── DATASET EXCERPTS

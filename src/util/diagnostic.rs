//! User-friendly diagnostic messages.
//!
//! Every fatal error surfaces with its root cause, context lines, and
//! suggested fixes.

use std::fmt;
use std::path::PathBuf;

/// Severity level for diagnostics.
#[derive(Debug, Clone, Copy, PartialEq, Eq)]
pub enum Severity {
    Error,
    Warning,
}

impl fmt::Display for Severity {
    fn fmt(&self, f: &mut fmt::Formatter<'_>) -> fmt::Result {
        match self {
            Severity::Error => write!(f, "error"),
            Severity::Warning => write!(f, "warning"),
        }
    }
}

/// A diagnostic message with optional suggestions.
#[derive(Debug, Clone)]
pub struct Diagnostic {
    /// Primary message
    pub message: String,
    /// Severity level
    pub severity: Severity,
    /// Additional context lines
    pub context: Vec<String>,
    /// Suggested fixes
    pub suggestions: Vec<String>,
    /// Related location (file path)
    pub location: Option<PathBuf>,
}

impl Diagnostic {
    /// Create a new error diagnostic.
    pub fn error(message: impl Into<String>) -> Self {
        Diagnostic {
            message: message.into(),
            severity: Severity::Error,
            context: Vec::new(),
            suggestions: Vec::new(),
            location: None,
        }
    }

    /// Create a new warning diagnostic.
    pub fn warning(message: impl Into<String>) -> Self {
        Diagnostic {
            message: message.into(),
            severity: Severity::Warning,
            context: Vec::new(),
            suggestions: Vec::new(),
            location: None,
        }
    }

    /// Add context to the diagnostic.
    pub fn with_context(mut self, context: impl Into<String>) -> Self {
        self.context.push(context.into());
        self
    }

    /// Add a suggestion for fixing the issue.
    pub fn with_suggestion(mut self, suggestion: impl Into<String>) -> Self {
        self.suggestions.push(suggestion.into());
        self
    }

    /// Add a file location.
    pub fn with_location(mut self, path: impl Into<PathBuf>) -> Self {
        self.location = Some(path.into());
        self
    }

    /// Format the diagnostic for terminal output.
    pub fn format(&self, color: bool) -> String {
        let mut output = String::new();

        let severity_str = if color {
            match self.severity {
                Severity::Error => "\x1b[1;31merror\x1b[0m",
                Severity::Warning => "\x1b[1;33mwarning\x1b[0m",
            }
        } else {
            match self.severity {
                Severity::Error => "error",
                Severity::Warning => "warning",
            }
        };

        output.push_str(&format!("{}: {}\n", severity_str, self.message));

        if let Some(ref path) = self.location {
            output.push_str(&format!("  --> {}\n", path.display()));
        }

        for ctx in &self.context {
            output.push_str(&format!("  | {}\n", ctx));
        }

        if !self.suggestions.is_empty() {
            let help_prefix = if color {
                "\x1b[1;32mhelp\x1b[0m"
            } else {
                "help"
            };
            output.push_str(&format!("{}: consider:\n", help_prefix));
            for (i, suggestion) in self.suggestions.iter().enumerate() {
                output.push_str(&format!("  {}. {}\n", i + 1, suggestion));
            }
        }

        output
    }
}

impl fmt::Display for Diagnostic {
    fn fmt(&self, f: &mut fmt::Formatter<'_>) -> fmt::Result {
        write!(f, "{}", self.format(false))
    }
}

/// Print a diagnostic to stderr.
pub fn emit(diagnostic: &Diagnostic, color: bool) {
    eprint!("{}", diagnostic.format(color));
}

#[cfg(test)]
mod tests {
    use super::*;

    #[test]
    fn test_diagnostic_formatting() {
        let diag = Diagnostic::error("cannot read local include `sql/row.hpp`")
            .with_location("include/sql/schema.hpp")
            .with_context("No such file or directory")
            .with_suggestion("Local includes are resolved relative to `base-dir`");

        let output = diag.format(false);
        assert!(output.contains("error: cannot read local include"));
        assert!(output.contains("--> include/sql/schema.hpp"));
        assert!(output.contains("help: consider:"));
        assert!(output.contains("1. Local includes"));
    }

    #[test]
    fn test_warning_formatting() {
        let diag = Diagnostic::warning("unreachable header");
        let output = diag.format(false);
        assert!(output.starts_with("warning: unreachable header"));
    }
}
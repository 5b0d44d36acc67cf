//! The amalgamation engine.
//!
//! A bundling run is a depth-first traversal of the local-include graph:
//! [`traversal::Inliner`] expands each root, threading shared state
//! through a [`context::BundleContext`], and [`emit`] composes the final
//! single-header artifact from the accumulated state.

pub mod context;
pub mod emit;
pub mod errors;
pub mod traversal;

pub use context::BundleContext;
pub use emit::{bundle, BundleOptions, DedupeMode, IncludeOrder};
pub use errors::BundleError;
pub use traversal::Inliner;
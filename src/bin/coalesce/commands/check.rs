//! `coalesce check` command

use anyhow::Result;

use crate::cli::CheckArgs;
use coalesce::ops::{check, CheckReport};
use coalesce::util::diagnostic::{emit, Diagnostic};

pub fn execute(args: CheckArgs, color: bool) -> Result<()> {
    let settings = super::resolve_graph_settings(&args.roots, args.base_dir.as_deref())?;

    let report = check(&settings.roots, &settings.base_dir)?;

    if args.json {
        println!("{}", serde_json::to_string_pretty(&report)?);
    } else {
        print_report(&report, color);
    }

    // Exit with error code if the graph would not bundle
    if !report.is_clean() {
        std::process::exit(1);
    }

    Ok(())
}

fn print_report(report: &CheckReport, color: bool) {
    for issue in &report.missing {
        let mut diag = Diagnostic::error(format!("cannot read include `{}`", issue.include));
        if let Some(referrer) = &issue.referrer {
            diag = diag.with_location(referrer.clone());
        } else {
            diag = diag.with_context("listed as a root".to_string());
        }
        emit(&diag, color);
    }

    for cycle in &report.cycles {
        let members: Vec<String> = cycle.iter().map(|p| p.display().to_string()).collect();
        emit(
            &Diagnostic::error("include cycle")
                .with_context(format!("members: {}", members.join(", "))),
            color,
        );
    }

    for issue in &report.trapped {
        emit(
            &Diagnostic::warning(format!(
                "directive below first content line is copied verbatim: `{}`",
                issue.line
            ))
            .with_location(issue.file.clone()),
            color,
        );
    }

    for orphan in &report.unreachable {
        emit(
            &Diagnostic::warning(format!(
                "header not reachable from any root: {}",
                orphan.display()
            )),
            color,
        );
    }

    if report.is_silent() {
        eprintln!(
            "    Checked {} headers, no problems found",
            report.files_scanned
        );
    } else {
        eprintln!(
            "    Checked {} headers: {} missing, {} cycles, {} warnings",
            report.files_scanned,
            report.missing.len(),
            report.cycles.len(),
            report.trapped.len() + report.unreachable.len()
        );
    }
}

────

PROBLEM TO SOLVE — Only lines with the word "coalesce" go in the answer. Take them all from the entries above.

REPLY —
filename src/bin/coalesce/commands/check.rs
//! `coalesce check` command
use coalesce::ops::{check, CheckReport};
use coalesce::util::diagnostic::{emit, Diagnostic};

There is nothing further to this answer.